Exercise objective: Set the records down once more so that they match the source word for word.

··········

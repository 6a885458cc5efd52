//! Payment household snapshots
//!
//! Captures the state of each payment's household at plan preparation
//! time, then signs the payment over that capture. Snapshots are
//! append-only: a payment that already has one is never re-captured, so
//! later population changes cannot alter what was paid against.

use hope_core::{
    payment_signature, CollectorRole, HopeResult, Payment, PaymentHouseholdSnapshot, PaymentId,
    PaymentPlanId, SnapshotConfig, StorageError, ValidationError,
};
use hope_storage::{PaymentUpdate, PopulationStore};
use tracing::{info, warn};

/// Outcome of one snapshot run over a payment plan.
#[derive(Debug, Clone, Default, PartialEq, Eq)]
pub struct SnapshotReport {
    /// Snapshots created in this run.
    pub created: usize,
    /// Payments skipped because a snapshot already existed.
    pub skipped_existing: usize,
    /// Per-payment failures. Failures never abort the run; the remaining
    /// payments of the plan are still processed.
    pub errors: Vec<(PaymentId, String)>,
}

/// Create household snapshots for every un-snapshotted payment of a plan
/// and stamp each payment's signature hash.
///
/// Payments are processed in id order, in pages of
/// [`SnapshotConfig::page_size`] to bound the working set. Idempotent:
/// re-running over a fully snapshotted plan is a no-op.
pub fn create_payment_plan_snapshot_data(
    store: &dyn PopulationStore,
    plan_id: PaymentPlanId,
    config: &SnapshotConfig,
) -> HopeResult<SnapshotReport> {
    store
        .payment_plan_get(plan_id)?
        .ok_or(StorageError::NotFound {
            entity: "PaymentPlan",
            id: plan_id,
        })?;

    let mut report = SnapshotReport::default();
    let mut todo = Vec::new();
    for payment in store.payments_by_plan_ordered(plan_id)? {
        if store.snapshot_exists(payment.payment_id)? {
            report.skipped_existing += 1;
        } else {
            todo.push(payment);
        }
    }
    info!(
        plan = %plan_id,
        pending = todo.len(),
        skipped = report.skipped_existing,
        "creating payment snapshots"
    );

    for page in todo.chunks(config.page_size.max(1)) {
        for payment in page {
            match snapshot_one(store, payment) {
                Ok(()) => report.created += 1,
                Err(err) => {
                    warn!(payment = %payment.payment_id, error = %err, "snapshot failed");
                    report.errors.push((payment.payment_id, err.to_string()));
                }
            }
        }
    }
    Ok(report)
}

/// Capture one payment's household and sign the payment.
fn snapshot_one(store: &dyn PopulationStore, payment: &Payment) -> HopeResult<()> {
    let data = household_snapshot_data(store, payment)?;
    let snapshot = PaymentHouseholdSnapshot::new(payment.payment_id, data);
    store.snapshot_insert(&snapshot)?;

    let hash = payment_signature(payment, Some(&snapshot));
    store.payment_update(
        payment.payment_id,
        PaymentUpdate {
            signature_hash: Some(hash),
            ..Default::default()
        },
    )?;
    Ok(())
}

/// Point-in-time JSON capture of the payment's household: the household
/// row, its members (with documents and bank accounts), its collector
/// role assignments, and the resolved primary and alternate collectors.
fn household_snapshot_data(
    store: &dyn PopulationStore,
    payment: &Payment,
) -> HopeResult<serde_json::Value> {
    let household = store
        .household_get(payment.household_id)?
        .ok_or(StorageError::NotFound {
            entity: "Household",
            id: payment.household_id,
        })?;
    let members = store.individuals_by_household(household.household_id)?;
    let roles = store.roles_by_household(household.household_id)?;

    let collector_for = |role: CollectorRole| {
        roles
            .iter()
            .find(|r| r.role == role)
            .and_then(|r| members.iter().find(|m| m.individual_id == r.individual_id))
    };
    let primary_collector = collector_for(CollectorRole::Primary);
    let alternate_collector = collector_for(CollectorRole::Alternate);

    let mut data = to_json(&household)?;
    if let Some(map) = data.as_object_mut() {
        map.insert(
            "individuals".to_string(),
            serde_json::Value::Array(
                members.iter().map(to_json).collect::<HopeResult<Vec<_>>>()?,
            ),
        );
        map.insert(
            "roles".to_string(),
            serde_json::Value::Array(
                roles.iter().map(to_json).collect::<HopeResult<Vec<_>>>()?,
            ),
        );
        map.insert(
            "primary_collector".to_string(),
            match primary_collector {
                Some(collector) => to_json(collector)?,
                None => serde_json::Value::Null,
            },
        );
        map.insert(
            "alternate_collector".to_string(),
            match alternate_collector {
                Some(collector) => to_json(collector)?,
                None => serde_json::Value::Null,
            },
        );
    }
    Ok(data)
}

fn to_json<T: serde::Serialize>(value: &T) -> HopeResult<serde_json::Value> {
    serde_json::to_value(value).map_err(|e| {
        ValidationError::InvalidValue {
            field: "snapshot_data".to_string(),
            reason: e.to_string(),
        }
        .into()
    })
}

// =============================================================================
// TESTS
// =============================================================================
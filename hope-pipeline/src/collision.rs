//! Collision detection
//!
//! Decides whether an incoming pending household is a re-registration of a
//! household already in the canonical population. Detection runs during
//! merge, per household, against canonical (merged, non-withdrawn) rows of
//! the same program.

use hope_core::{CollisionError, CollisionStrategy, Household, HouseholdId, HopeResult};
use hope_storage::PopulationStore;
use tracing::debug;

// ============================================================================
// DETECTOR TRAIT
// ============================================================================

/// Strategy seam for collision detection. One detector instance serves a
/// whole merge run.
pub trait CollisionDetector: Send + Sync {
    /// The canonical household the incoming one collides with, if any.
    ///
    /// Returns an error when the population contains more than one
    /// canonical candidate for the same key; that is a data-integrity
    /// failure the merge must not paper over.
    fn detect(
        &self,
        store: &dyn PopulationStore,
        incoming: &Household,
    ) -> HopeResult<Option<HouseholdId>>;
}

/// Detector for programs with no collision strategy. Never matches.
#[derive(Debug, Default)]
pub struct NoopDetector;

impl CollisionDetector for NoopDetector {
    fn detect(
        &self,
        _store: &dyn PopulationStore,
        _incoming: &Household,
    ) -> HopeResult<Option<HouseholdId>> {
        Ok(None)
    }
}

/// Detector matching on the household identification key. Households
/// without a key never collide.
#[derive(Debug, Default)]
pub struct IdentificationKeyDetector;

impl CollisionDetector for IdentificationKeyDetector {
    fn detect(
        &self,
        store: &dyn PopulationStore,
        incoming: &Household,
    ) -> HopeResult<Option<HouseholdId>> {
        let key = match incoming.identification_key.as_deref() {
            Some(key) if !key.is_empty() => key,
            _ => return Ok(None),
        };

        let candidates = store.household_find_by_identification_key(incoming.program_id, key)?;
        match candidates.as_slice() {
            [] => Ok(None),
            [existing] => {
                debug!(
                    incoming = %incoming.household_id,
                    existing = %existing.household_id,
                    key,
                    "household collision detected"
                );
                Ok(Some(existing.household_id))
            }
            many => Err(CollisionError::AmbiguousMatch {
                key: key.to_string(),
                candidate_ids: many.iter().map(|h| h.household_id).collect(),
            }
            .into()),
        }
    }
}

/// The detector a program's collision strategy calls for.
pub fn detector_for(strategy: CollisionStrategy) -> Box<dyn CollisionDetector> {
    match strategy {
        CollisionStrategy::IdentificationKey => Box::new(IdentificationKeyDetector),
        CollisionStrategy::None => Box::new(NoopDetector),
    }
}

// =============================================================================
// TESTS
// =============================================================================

··········

Exercise response:
repository 6a885458cc5efd52
//! Payment household snapshots
//!
//! Captures the state of each payment's household at plan preparation
//! time, then signs the payment over that capture. Snapshots are
//! append-only: a payment that already has one is never re-captured, so
//! later population changes cannot alter what was paid against.

use hope_core::{
    payment_signature, CollectorRole, HopeResult, Payment, PaymentHouseholdSnapshot, PaymentId,
    PaymentPlanId, SnapshotConfig, StorageError, ValidationError,
};
use hope_storage::{PaymentUpdate, PopulationStore};
use tracing::{info, warn};

/// Outcome of one snapshot run over a payment plan.
#[derive(Debug, Clone, Default, PartialEq, Eq)]
pub struct SnapshotReport {
    /// Snapshots created in this run.
    pub created: usize,
    /// Payments skipped because a snapshot already existed.
    pub skipped_existing: usize,
    /// Per-payment failures. Failures never abort the run; the remaining
    /// payments of the plan are still processed.
    pub errors: Vec<(PaymentId, String)>,
}

/// Create household snapshots for every un-snapshotted payment of a plan
/// and stamp each payment's signature hash.
///
/// Payments are processed in id order, in pages of
/// [`SnapshotConfig::page_size`] to bound the working set. Idempotent:
/// re-running over a fully snapshotted plan is a no-op.
pub fn create_payment_plan_snapshot_data(
    store: &dyn PopulationStore,
    plan_id: PaymentPlanId,
    config: &SnapshotConfig,
) -> HopeResult<SnapshotReport> {
    store
        .payment_plan_get(plan_id)?
        .ok_or(StorageError::NotFound {
            entity: "PaymentPlan",
            id: plan_id,
        })?;

    let mut report = SnapshotReport::default();
    let mut todo = Vec::new();
    for payment in store.payments_by_plan_ordered(plan_id)? {
        if store.snapshot_exists(payment.payment_id)? {
            report.skipped_existing += 1;
        } else {
            todo.push(payment);
        }
    }
    info!(
        plan = %plan_id,
        pending = todo.len(),
        skipped = report.skipped_existing,
        "creating payment snapshots"
    );

    for page in todo.chunks(config.page_size.max(1)) {
        for payment in page {
            match snapshot_one(store, payment) {
                Ok(()) => report.created += 1,
                Err(err) => {
                    warn!(payment = %payment.payment_id, error = %err, "snapshot failed");
                    report.errors.push((payment.payment_id, err.to_string()));
                }
            }
        }
    }
    Ok(report)
}

/// Capture one payment's household and sign the payment.
fn snapshot_one(store: &dyn PopulationStore, payment: &Payment) -> HopeResult<()> {
    let data = household_snapshot_data(store, payment)?;
    let snapshot = PaymentHouseholdSnapshot::new(payment.payment_id, data);
    store.snapshot_insert(&snapshot)?;

    let hash = payment_signature(payment, Some(&snapshot));
    store.payment_update(
        payment.payment_id,
        PaymentUpdate {
            signature_hash: Some(hash),
            ..Default::default()
        },
    )?;
    Ok(())
}

/// Point-in-time JSON capture of the payment's household: the household
/// row, its members (with documents and bank accounts), its collector
/// role assignments, and the resolved primary and alternate collectors.
fn household_snapshot_data(
    store: &dyn PopulationStore,
    payment: &Payment,
) -> HopeResult<serde_json::Value> {
    let household = store
        .household_get(payment.household_id)?
        .ok_or(StorageError::NotFound {
            entity: "Household",
            id: payment.household_id,
        })?;
    let members = store.individuals_by_household(household.household_id)?;
    let roles = store.roles_by_household(household.household_id)?;

    let collector_for = |role: CollectorRole| {
        roles
            .iter()
            .find(|r| r.role == role)
            .and_then(|r| members.iter().find(|m| m.individual_id == r.individual_id))
    };
    let primary_collector = collector_for(CollectorRole::Primary);
    let alternate_collector = collector_for(CollectorRole::Alternate);

    let mut data = to_json(&household)?;
    if let Some(map) = data.as_object_mut() {
        map.insert(
            "individuals".to_string(),
            serde_json::Value::Array(
                members.iter().map(to_json).collect::<HopeResult<Vec<_>>>()?,
            ),
        );
        map.insert(
            "roles".to_string(),
            serde_json::Value::Array(
                roles.iter().map(to_json).collect::<HopeResult<Vec<_>>>()?,
            ),
        );
        map.insert(
            "primary_collector".to_string(),
            match primary_collector {
                Some(collector) => to_json(collector)?,
                None => serde_json::Value::Null,
            },
        );
        map.insert(
            "alternate_collector".to_string(),
            match alternate_collector {
                Some(collector) => to_json(collector)?,
                None => serde_json::Value::Null,
            },
        );
    }
    Ok(data)
}

fn to_json<T: serde::Serialize>(value: &T) -> HopeResult<serde_json::Value> {
    serde_json::to_value(value).map_err(|e| {
        ValidationError::InvalidValue {
            field: "snapshot_data".to_string(),
            reason: e.to_string(),
        }
        .into()
    })
}

// =============================================================================
// TESTS
// =============================================================================
filename hope-pipeline/src/collision.rs
//! Collision detection
//!
//! Decides whether an incoming pending household is a re-registration of a
//! household already in the canonical population. Detection runs during
//! merge, per household, against canonical (merged, non-withdrawn) rows of
//! the same program.

use hope_core::{CollisionError, CollisionStrategy, Household, HouseholdId, HopeResult};
use hope_storage::PopulationStore;
use tracing::debug;

// ============================================================================
// DETECTOR TRAIT
// ============================================================================

/// Strategy seam for collision detection. One detector instance serves a
/// whole merge run.
pub trait CollisionDetector: Send + Sync {
    /// The canonical household the incoming one collides with, if any.
    ///
    /// Returns an error when the population contains more than one
    /// canonical candidate for the same key; that is a data-integrity
    /// failure the merge must not paper over.
    fn detect(
        &self,
        store: &dyn PopulationStore,
        incoming: &Household,
    ) -> HopeResult<Option<HouseholdId>>;
}

/// Detector for programs with no collision strategy. Never matches.
#[derive(Debug, Default)]
pub struct NoopDetector;

impl CollisionDetector for NoopDetector {
    fn detect(
        &self,
        _store: &dyn PopulationStore,
        _incoming: &Household,
    ) -> HopeResult<Option<HouseholdId>> {
        Ok(None)
    }
}

/// Detector matching on the household identification key. Households
/// without a key never collide.
#[derive(Debug, Default)]
pub struct IdentificationKeyDetector;

impl CollisionDetector for IdentificationKeyDetector {
    fn detect(
        &self,
        store: &dyn PopulationStore,
        incoming: &Household,
    ) -> HopeResult<Option<HouseholdId>> {
        let key = match incoming.identification_key.as_deref() {
            Some(key) if !key.is_empty() => key,
            _ => return Ok(None),
        };

        let candidates = store.household_find_by_identification_key(incoming.program_id, key)?;
        match candidates.as_slice() {
            [] => Ok(None),
            [existing] => {
                debug!(
                    incoming = %incoming.household_id,
                    existing = %existing.household_id,
                    key,
                    "household collision detected"
                );
                Ok(Some(existing.household_id))
            }
            many => Err(CollisionError::AmbiguousMatch {
                key: key.to_string(),
                candidate_ids: many.iter().map(|h| h.household_id).collect(),
            }
            .into()),
        }
    }
}

/// The detector a program's collision strategy calls for.
pub fn detector_for(strategy: CollisionStrategy) -> Box<dyn CollisionDetector> {
    match strategy {
        CollisionStrategy::IdentificationKey => Box::new(IdentificationKeyDetector),
        CollisionStrategy::None => Box::new(NoopDetector),
    }
}

// =============================================================================
// TESTS
// =============================================================================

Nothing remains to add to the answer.